Stored dataset items:
═══
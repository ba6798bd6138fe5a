//! Endpoint-specific parsers built on the graph engine.
//!
//! Each parser owns its projection maps and post-processing. Shape
//! irregularities are absorbed as absent fields; only a genuinely missing
//! entity the caller asked for surfaces as a [`ParseError`].

pub mod company;
pub mod positions;
pub mod posts;
pub mod profile;
pub mod search;
pub mod sections;

use thiserror::Error;

/// Errors raised by domain parsers.
#[derive(Debug, Error, PartialEq, Eq)]
pub enum ParseError {
    #[error("{0} not found")]
    NotFound(&'static str),

    #[error("Search result is missing {0}")]
    IncompleteResult(&'static str),
}
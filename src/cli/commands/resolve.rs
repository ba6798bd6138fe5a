//! Offline extraction over a saved response.

use std::path::Path;

use anyhow::{bail, Context};
use clap::ValueEnum;
use serde_json::Value;

use voyager_scrape::graph::experience::extract_experiences_from;
use voyager_scrape::graph::{GraphResponse, ProjectionMap};
use voyager_scrape::parsers::company::parse_company;
use voyager_scrape::parsers::positions::parse_positions;
use voyager_scrape::parsers::posts::{
    parse_comments, parse_post_detail, parse_posts, PROFILE_UPDATES_KEY,
};
use voyager_scrape::parsers::profile::{
    parse_about, parse_contact_info, parse_mini_profile, parse_profile_view,
};
use voyager_scrape::parsers::search::{parse_people, parse_search_clusters};
use voyager_scrape::parsers::sections::{parse_certifications, parse_education, parse_skills};

use crate::cli::helpers::print_json;

/// Domain parser applied to a saved response.
#[derive(Clone, Copy, Debug, ValueEnum)]
pub enum OfflineParser {
    Experiences,
    Company,
    Positions,
    ProfileView,
    MiniProfile,
    About,
    Contact,
    Skills,
    Education,
    Certifications,
    Posts,
    PostDetail,
    Comments,
    Search,
    People,
}

/// Parse `output=path` projection entries.
fn parse_fields(fields: &[String]) -> anyhow::Result<ProjectionMap> {
    let mut map = ProjectionMap::new();
    for field in fields {
        let Some((output, path)) = field.split_once('=') else {
            bail!("Invalid field '{}', expected OUTPUT=PATH", field);
        };
        map.insert(output.trim(), path.trim());
    }
    Ok(map)
}

fn require<'a>(identifier: Option<&'a str>, parser: OfflineParser) -> anyhow::Result<&'a str> {
    identifier.with_context(|| format!("--identifier is required for the {:?} parser", parser))
}

pub fn cmd_resolve(
    file: &Path,
    root: &str,
    fields: &[String],
    parser: Option<OfflineParser>,
    identifier: Option<&str>,
) -> anyhow::Result<()> {
    let content = std::fs::read_to_string(file)
        .with_context(|| format!("Failed to read {}", file.display()))?;
    let value: Value = serde_json::from_str(&content)
        .with_context(|| format!("Failed to parse {}", file.display()))?;

    let response = GraphResponse::from_value(value);

    let Some(parser) = parser else {
        let map = parse_fields(fields)?;
        let projection = (!map.is_empty()).then_some(&map);
        return print_json(&response.extract(root, projection));
    };

    match parser {
        OfflineParser::Experiences => print_json(&extract_experiences_from(&response.included)),
        OfflineParser::Company => print_json(&parse_company(&response)?),
        OfflineParser::Positions => print_json(&parse_positions(&response)),
        OfflineParser::ProfileView => print_json(&parse_profile_view(&response)?),
        OfflineParser::MiniProfile => {
            let identifier = require(identifier, parser)?;
            let about = parse_about(&response);
            print_json(&parse_mini_profile(&response, identifier, about)?)
        }
        OfflineParser::About => print_json(&parse_about(&response)),
        OfflineParser::Contact => {
            let profile_id = require(identifier, parser)?;
            print_json(&parse_contact_info(&response, profile_id))
        }
        OfflineParser::Skills => print_json(&parse_skills(&response)),
        OfflineParser::Education => print_json(&parse_education(&response)),
        OfflineParser::Certifications => print_json(&parse_certifications(&response)),
        OfflineParser::Posts => print_json(&parse_posts(&response, PROFILE_UPDATES_KEY, None)),
        OfflineParser::PostDetail => print_json(&parse_post_detail(&response)),
        OfflineParser::Comments => print_json(&parse_comments(&response).comments),
        OfflineParser::Search => print_json(&parse_search_clusters(&response, 0)),
        OfflineParser::People => {
            let results = parse_search_clusters(&response, 0);
            print_json(&parse_people(&results, true)?)
        }
    }
}

#[cfg(test)]
mod tests {
    use super::*;

    #[test]
    fn test_parse_fields() {
        let map = parse_fields(&["name=title.text".to_string(), " id = entityUrn".to_string()])
            .unwrap();
        assert_eq!(map.len(), 2);
    }

    #[test]
    fn test_parse_fields_rejects_missing_separator() {
        assert!(parse_fields(&["title.text".to_string()]).is_err());
    }

    #[test]
    fn test_require_identifier() {
        assert!(require(None, OfflineParser::Contact).is_err());
        assert_eq!(require(Some("abc"), OfflineParser::Contact).unwrap(), "abc");
    }
}
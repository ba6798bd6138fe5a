//! Declarative field projection.
//!
//! A [`ProjectionMap`] names output fields and the source path each one is
//! read from. Projecting a record produces a flat object that only carries
//! the fields whose path resolved; unresolved fields are left out rather
//! than written as `null`.

use serde_json::{Map, Value};

use super::path::FieldPath;

/// Output of projecting one record.
pub type Record = Map<String, Value>;

/// Ordered mapping of output field name to source path.
#[derive(Debug, Clone, Default, PartialEq, Eq)]
pub struct ProjectionMap {
    fields: Vec<(String, FieldPath)>,
}

impl ProjectionMap {
    /// Create an empty map.
    pub fn new() -> Self {
        Self::default()
    }

    /// Build a map from `(output, path)` pairs.
    pub fn from_pairs(pairs: &[(&str, &str)]) -> Self {
        pairs.iter().copied().collect()
    }

    /// Add or replace a field. A replaced field keeps its original position.
    pub fn with(mut self, output: &str, path: &str) -> Self {
        self.insert(output, path);
        self
    }

    /// Add or replace a field in place.
    pub fn insert(&mut self, output: &str, path: &str) {
        let path = FieldPath::parse(path);
        match self.fields.iter_mut().find(|(name, _)| name == output) {
            Some(entry) => entry.1 = path,
            None => self.fields.push((output.to_string(), path)),
        }
    }

    /// Merge another map into this one; its fields win on conflict.
    pub fn extend(&mut self, other: &ProjectionMap) {
        for (name, path) in &other.fields {
            match self.fields.iter_mut().find(|(n, _)| n == name) {
                Some(entry) => entry.1 = path.clone(),
                None => self.fields.push((name.clone(), path.clone())),
            }
        }
    }

    pub fn len(&self) -> usize {
        self.fields.len()
    }

    pub fn is_empty(&self) -> bool {
        self.fields.is_empty()
    }

    /// Iterate `(output, path)` pairs in insertion order.
    pub fn iter(&self) -> impl Iterator<Item = (&str, &FieldPath)> {
        self.fields.iter().map(|(name, path)| (name.as_str(), path))
    }
}

impl<'a> FromIterator<(&'a str, &'a str)> for ProjectionMap {
    fn from_iter<I: IntoIterator<Item = (&'a str, &'a str)>>(iter: I) -> Self {
        let mut map = ProjectionMap::new();
        for (output, path) in iter {
            map.insert(output, path);
        }
        map
    }
}

/// Project a single record.
pub fn project_one(record: &Value, map: &ProjectionMap) -> Record {
    let mut out = Record::new();
    for (output, path) in map.iter() {
        if let Some(value) = path.resolve(record) {
            out.insert(output.to_string(), value.clone());
        }
    }
    out
}

/// Project every record. Output has the same length and order as the input.
pub fn project(records: &[Value], map: &ProjectionMap) -> Vec<Record> {
    records.iter().map(|record| project_one(record, map)).collect()
}

#[cfg(test)]
mod tests {
    use super::*;
    use serde_json::json;

    #[test]
    fn absent_keys_are_omitted_not_null() {
        let records = vec![json!({"x": 1}), json!({})];
        let map = ProjectionMap::from_pairs(&[("y", "x")]);

        let out = project(&records, &map);
        assert_eq!(out.len(), 2);
        assert_eq!(Value::Object(out[0].clone()), json!({"y": 1}));
        assert!(out[1].is_empty());
    }

    #[test]
    fn explicit_null_is_kept() {
        let records = vec![json!({"phone": null})];
        let map = ProjectionMap::from_pairs(&[("phone", "phone"), ("fax", "fax")]);

        let out = project(&records, &map);
        assert_eq!(Value::Object(out[0].clone()), json!({"phone": null}));
    }

    #[test]
    fn count_and_order_preserved_when_nothing_matches() {
        let records = vec![json!({"a": 1}), json!("scalar"), json!(null)];
        let map = ProjectionMap::from_pairs(&[("z", "missing.path")]);

        let out = project(&records, &map);
        assert_eq!(out.len(), 3);
        assert!(out.iter().all(Record::is_empty));
    }

    #[test]
    fn nested_paths() {
        let record = json!({
            "entityUrn": "urn:li:fs_position:1",
            "company": {"miniCompany": {"name": "Acme"}},
            "timePeriod": {"endDate": {"year": 2020}}
        });
        let map = ProjectionMap::from_pairs(&[
            ("id", "entityUrn"),
            ("companyName", "company.miniCompany.name"),
            ("endYear", "timePeriod.endDate.year"),
        ]);

        let out = project_one(&record, &map);
        assert_eq!(out["id"], "urn:li:fs_position:1");
        assert_eq!(out["companyName"], "Acme");
        assert_eq!(out["endYear"], 2020);
    }

    #[test]
    fn with_replaces_in_place() {
        let map = ProjectionMap::from_pairs(&[("a", "x"), ("b", "y")]).with("a", "z");
        let names: Vec<_> = map.iter().map(|(n, p)| (n, p.as_str())).collect();
        assert_eq!(names, vec![("a", "z"), ("b", "y")]);
    }

    #[test]
    fn extend_overrides_and_appends() {
        let mut base = ProjectionMap::from_pairs(&[("urn", "metadata.backendUrn")]);
        base.extend(&ProjectionMap::from_pairs(&[("actor", "actor"), ("urn", "urn")]));

        assert_eq!(base.len(), 2);
        let record = json!({"urn": "u", "actor": {"name": "n"}});
        let out = project_one(&record, &base);
        assert_eq!(out["urn"], "u");
        assert_eq!(out["actor"]["name"], "n");
    }
}
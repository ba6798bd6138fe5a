//! User agent selection.
//!
//! Session cookies are minted by desktop Chrome during login, so every
//! agent here is a desktop Chrome string. A session keeps one agent for its
//! whole lifetime: the pick in impersonate mode is keyed on the session
//! cookie, not on the clock.

use std::collections::hash_map::DefaultHasher;
use std::hash::{Hash, Hasher};
use std::time::SystemTime;

pub const USER_AGENT: &str = "Mozilla/5.0 (Macintosh; Intel Mac OS X 10_15_7) AppleWebKit/537.36 (KHTML, like Gecko) Chrome/131.0.0.0 Safari/537.36";

/// Config value selecting a per-session agent from [`IMPERSONATE_USER_AGENTS`].
pub const IMPERSONATE: &str = "impersonate";

pub const IMPERSONATE_USER_AGENTS: &[&str] = &[
    "Mozilla/5.0 (Windows NT 10.0; Win64; x64) AppleWebKit/537.36 (KHTML, like Gecko) Chrome/131.0.0.0 Safari/537.36",
    "Mozilla/5.0 (Windows NT 10.0; Win64; x64) AppleWebKit/537.36 (KHTML, like Gecko) Chrome/129.0.0.0 Safari/537.36",
    "Mozilla/5.0 (Macintosh; Intel Mac OS X 10_15_7) AppleWebKit/537.36 (KHTML, like Gecko) Chrome/131.0.0.0 Safari/537.36",
    "Mozilla/5.0 (Macintosh; Intel Mac OS X 10_15_7) AppleWebKit/537.36 (KHTML, like Gecko) Chrome/128.0.0.0 Safari/537.36",
    "Mozilla/5.0 (X11; Linux x86_64) AppleWebKit/537.36 (KHTML, like Gecko) Chrome/131.0.0.0 Safari/537.36",
];

fn pick(seed: u64) -> &'static str {
    IMPERSONATE_USER_AGENTS[(seed % IMPERSONATE_USER_AGENTS.len() as u64) as usize]
}

/// Agent for a session, stable for the same `li_at` value.
pub fn session_user_agent(session_key: &str) -> &'static str {
    let mut hasher = DefaultHasher::new();
    session_key.hash(&mut hasher);
    pick(hasher.finish())
}

/// Resolve the configured user agent.
///
/// `None` gives [`USER_AGENT`]. `"impersonate"` picks from the Chrome pool,
/// keyed on `session_key` when there is one. Anything else is sent verbatim.
pub fn resolve_user_agent(config: Option<&str>, session_key: Option<&str>) -> String {
    match (config, session_key) {
        (None, _) => USER_AGENT.to_string(),
        (Some(IMPERSONATE), Some(key)) => session_user_agent(key).to_string(),
        (Some(IMPERSONATE), None) => {
            let nanos = SystemTime::now()
                .duration_since(SystemTime::UNIX_EPOCH)
                .map(|d| d.as_nanos() as u64)
                .unwrap_or(0);
            pick(nanos).to_string()
        }
        (Some(custom), _) => custom.to_string(),
    }
}
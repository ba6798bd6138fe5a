//! Vector image URL assembly.
//!
//! A vector image is `{ rootUrl, artifacts: [{ width, fileIdentifyingUrlPathSegment }] }`;
//! a concrete URL is the root followed by one artifact's path segment.

use serde_json::Value;

use super::path;

fn artifact_url(image: &Value, artifact: &Value) -> Option<String> {
    let root = path::get_str(image, "rootUrl")?;
    let segment = path::get_str(artifact, "fileIdentifyingUrlPathSegment")?;
    Some(format!("{}{}", root, segment))
}

/// URL of the widest artifact. The first artifact wins ties.
pub fn largest_artifact_url(image: &Value) -> Option<String> {
    let artifacts = path::get_array(image, "artifacts")?;
    let width = |a: &Value| a.get("width").and_then(Value::as_u64).unwrap_or(0);

    let mut largest = artifacts.first()?;
    for artifact in &artifacts[1..] {
        if width(artifact) > width(largest) {
            largest = artifact;
        }
    }
    artifact_url(image, largest)
}

/// URL of the last artifact (the providers list them smallest first).
pub fn last_artifact_url(image: &Value) -> Option<String> {
    let artifact = path::get_array(image, "artifacts")?.last()?;
    artifact_url(image, artifact)
}

/// Vector image of an image view model's first attribute.
///
/// Profile pictures carry it under `nonEntityProfilePicture.vectorImage`,
/// everything else directly under `vectorImage`.
pub fn attribute_vector_image(image_view: &Value) -> Option<&Value> {
    path::get_present(
        image_view,
        "attributes[0].detailData.nonEntityProfilePicture.vectorImage",
    )
    .or_else(|| path::get_present(image_view, "attributes[0].detailData.vectorImage"))
}

/// Largest rendition of an image view model.
pub fn profile_picture_url(image_view: &Value) -> Option<String> {
    attribute_vector_image(image_view).and_then(largest_artifact_url)
}

#[cfg(test)]
mod tests {
    use super::*;
    use serde_json::json;

    fn image() -> Value {
        json!({
            "rootUrl": "https://media.example/",
            "artifacts": [
                {"width": 100, "fileIdentifyingUrlPathSegment": "100.jpg"},
                {"width": 800, "fileIdentifyingUrlPathSegment": "800.jpg"},
                {"width": 800, "fileIdentifyingUrlPathSegment": "800b.jpg"},
                {"width": 400, "fileIdentifyingUrlPathSegment": "400.jpg"}
            ]
        })
    }

    #[test]
    fn largest_picks_first_widest() {
        assert_eq!(
            largest_artifact_url(&image()).as_deref(),
            Some("https://media.example/800.jpg")
        );
    }

    #[test]
    fn last_picks_last() {
        assert_eq!(
            last_artifact_url(&image()).as_deref(),
            Some("https://media.example/400.jpg")
        );
    }

    #[test]
    fn incomplete_images() {
        assert_eq!(largest_artifact_url(&json!({"rootUrl": "x", "artifacts": []})), None);
        assert_eq!(largest_artifact_url(&json!({"artifacts": [{"width": 1}]})), None);
        assert_eq!(last_artifact_url(&json!({"rootUrl": "x"})), None);
    }

    #[test]
    fn profile_picture_prefers_non_entity_picture() {
        let view = json!({"attributes": [{"detailData": {
            "nonEntityProfilePicture": {"vectorImage": image()}
        }}]});
        assert_eq!(
            profile_picture_url(&view).as_deref(),
            Some("https://media.example/800.jpg")
        );

        let view = json!({"attributes": [{"detailData": {"vectorImage": image()}}]});
        assert!(profile_picture_url(&view).is_some());
        assert_eq!(profile_picture_url(&json!({})), None);
    }
}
═══
What you will do →
Read through the data and copy every line where "results" shows up.

Answer to this problem →
            let results = parse_search_clusters(&response, 0);
            print_json(&parse_people(&results, true)?)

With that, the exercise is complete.